Lent exhibition: The city is my monastery











‘The city is my monastery’ is an exhibition created by the artists and craftsperson’s group at St Martin-in-the-Fields for Lent that will be on show in the Foyer of the Crypt from 26 February - 10 April.

St Martin-in-the-Fields is home to several commissions and permanent installations by contemporary artists. We also have an exciting programme of temporary exhibitions, as well as a group of artists and craftspeople from the St Martin’s community who show artwork and organise art projects on a temporary basis. One of the initiatives from this group is a changing display of work by the group members or artists linked to the group. Each month a different artist shows examples of their work, so, if you are able, do return to see the changing display.

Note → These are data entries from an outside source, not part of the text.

//! Persistent key-value preference store backed by one JSON file
//!
//! Holds the auth session, settings and anything else that must survive a
//! restart. Writes go through on every change; the file is small.

use std::fs;
use std::path::{Path, PathBuf};
use std::sync::Mutex;

use anyhow::{Context, Result};
use serde_json::{Map, Value};

const PREFS_FILE: &str = "prefs.json";
const CACHE_DIR: &str = "cache";

pub struct PrefStore {
    path: PathBuf,
    values: Mutex<Map<String, Value>>,
}

impl PrefStore {
    /// Open the store under the platform config directory, creating an empty
    /// one on first run.
    pub fn open() -> Result<Self> {
        let dir = dirs::config_dir()
            .unwrap_or_else(|| PathBuf::from("."))
            .join("spotiview");
        Self::open_at(dir)
    }

    pub fn open_at(dir: PathBuf) -> Result<Self> {
        fs::create_dir_all(&dir)
            .with_context(|| format!("Failed to create {}", dir.display()))?;
        let path = dir.join(PREFS_FILE);
        let values = if path.exists() {
            let content = fs::read_to_string(&path)
                .with_context(|| format!("Failed to read {}", path.display()))?;
            serde_json::from_str(&content)
                .with_context(|| format!("Corrupt preference file {}", path.display()))?
        } else {
            Map::new()
        };
        Ok(Self { path, values: Mutex::new(values) })
    }

    pub fn path(&self) -> &Path {
        &self.path
    }

    pub fn get_str(&self, key: &str) -> Option<String> {
        let values = self.values.lock().unwrap();
        values.get(key).and_then(Value::as_str).map(str::to_owned)
    }

    pub fn get_bool(&self, key: &str) -> Option<bool> {
        let values = self.values.lock().unwrap();
        values.get(key).and_then(Value::as_bool)
    }

    pub fn get_i64(&self, key: &str) -> Option<i64> {
        let values = self.values.lock().unwrap();
        values.get(key).and_then(Value::as_i64)
    }

    pub fn set(&self, key: &str, value: Value) -> Result<()> {
        let content = {
            let mut values = self.values.lock().unwrap();
            values.insert(key.to_owned(), value);
            serde_json::to_string_pretty(&*values)?
        };
        fs::write(&self.path, content)
            .with_context(|| format!("Failed to write {}", self.path.display()))?;
        Ok(())
    }

    fn cache_dir(&self) -> PathBuf {
        self.path.parent().unwrap_or(Path::new(".")).join(CACHE_DIR)
    }

    /// Total size in bytes of everything under the cache directory.
    pub fn cache_size_bytes(&self) -> u64 {
        dir_size(&self.cache_dir())
    }

    /// Remove the cache directory and everything in it.
    pub fn clear_cache(&self) -> Result<()> {
        let dir = self.cache_dir();
        if dir.exists() {
            fs::remove_dir_all(&dir)
                .with_context(|| format!("Failed to clear {}", dir.display()))?;
        }
        tracing::info!("Cache cleared");
        Ok(())
    }
}

fn dir_size(dir: &Path) -> u64 {
    let entries = match fs::read_dir(dir) {
        Ok(entries) => entries,
        Err(_) => return 0,
    };
    entries
        .flatten()
        .map(|entry| {
            let path = entry.path();
            if path.is_dir() {
                dir_size(&path)
            } else {
                entry.metadata().map(|m| m.len()).unwrap_or(0)
            }
        })
        .sum()
}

For Lent 2020 the group have created an exhibition to accompany the Lent Course at St Martin-in-the-Fields – ‘The Desert in the City.’ Using Revd Richard Carter’s new book ‘The City is my Monastery: A contemporary rule of life’ as its inspiration, this exhibition focuses on how we might deepen our lives of contemplation and action at the heart of the city. Seeing a need for monastic values in the centre of the city, Richard founded the Nazareth Community. Its members gather from everyday life to seek God in contemplation, to replenish stressed lives, to acknowledge their dependence on God's grace and to learn to live generously.

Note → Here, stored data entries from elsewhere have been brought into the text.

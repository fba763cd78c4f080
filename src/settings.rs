//! User settings, loaded from and written through the preference store

use anyhow::Result;
use serde_json::Value;

use crate::prefs::PrefStore;

const KEY_HIDE_CONTROLS: &str = "hide_controls";
const KEY_DISPLAY_TIME: &str = "display_time";
const KEY_DARKEN_VALUE: &str = "darken_value";
const KEY_HORIZONTAL_SWIPE: &str = "horizontal_swipe";
const KEY_VERTICAL_SWIPE: &str = "vertical_swipe";
const KEY_DOUBLE_TAP: &str = "double_tap";

/// Behavior and appearance knobs for the player screen.
#[derive(Clone, Debug, PartialEq, Eq)]
pub struct AppSettings {
    /// Auto-hide the control row after [`display_time_secs`] of inactivity.
    pub hide_controls: bool,
    pub display_time_secs: u64,
    /// How much to dim secondary text, 0..=100.
    pub darken_value: u8,
    /// Left/Right keys skip tracks.
    pub horizontal_swipe: bool,
    /// Up/Down keys step the volume.
    pub vertical_swipe: bool,
    /// Quick-like binding enabled (likes only, never unlikes).
    pub double_tap_like: bool,
}

impl Default for AppSettings {
    fn default() -> Self {
        Self {
            hide_controls: false,
            display_time_secs: 10,
            darken_value: 60,
            horizontal_swipe: true,
            vertical_swipe: true,
            double_tap_like: true,
        }
    }
}

impl AppSettings {
    pub fn load(prefs: &PrefStore) -> Self {
        let defaults = Self::default();
        Self {
            hide_controls: prefs
                .get_bool(KEY_HIDE_CONTROLS)
                .unwrap_or(defaults.hide_controls),
            display_time_secs: prefs
                .get_i64(KEY_DISPLAY_TIME)
                .filter(|&t| t > 0)
                .map(|t| t as u64)
                .unwrap_or(defaults.display_time_secs),
            darken_value: prefs
                .get_i64(KEY_DARKEN_VALUE)
                .filter(|&v| (0..=100).contains(&v))
                .map(|v| v as u8)
                .unwrap_or(defaults.darken_value),
            horizontal_swipe: prefs
                .get_bool(KEY_HORIZONTAL_SWIPE)
                .unwrap_or(defaults.horizontal_swipe),
            vertical_swipe: prefs
                .get_bool(KEY_VERTICAL_SWIPE)
                .unwrap_or(defaults.vertical_swipe),
            double_tap_like: prefs
                .get_bool(KEY_DOUBLE_TAP)
                .unwrap_or(defaults.double_tap_like),
        }
    }

    pub fn store(&self, prefs: &PrefStore) -> Result<()> {
        prefs.set(KEY_HIDE_CONTROLS, Value::from(self.hide_controls))?;
        prefs.set(KEY_DISPLAY_TIME, Value::from(self.display_time_secs))?;
        prefs.set(KEY_DARKEN_VALUE, Value::from(self.darken_value))?;
        prefs.set(KEY_HORIZONTAL_SWIPE, Value::from(self.horizontal_swipe))?;
        prefs.set(KEY_VERTICAL_SWIPE, Value::from(self.vertical_swipe))?;
        prefs.set(KEY_DOUBLE_TAP, Value::from(self.double_tap_like))?;
        Ok(())
    }
}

Charles de Foucault once famously remarked that if we need to go to the desert to find God, then everyone trying hard to survive in a bustling city would need to have a little strip of desert with them. We need he said ‘to create the desert in the heart of the city… contemplation in the streets that is our task.’ How can we become more attentive to the continuous presence of God and create the space to bring our lives before God? Through this exhibition the artists and craftspeople at St Martin’s are seeking to explore our own spiritual paths: the places of encounter, forgiveness, nurture, compassion, generosity and growing depth, and the challenging discovery of the Word made flesh in one another.

The exhibition explores themes of: cities, monasteries, prayer, contemplation, community, silence, sacraments, study, sharing, service, steadfastness (staying with), and sabbath.

Lois Bentley's ‘Our Childhood’s Pattern’, an assemblage of torn printed roundels in primary colour, with graphite drawing on layers of deserted paper, red velvet ribbon, began by playing with the seven S’s of invitation in Richard Carter’s book:

Letting the letters weave around each other, until
they settled into pattern and circle
from a mug of tea, into
three fresh ink prints,
layered on the detritus
and reward of this city life.

Rosalind Beeton's 'Landscape' is also accompanied by a poem:

Walk softly, walk gently into the new,
oh hallowed beginnings…
may a fresh spring flourish in your heart
and new buds flower in your being
with His healing presence to breathe you…

your compassion and love will warm the world
your sacred footsteps tread All Hallows holy ground…
walk softly and silently into His grace and peace…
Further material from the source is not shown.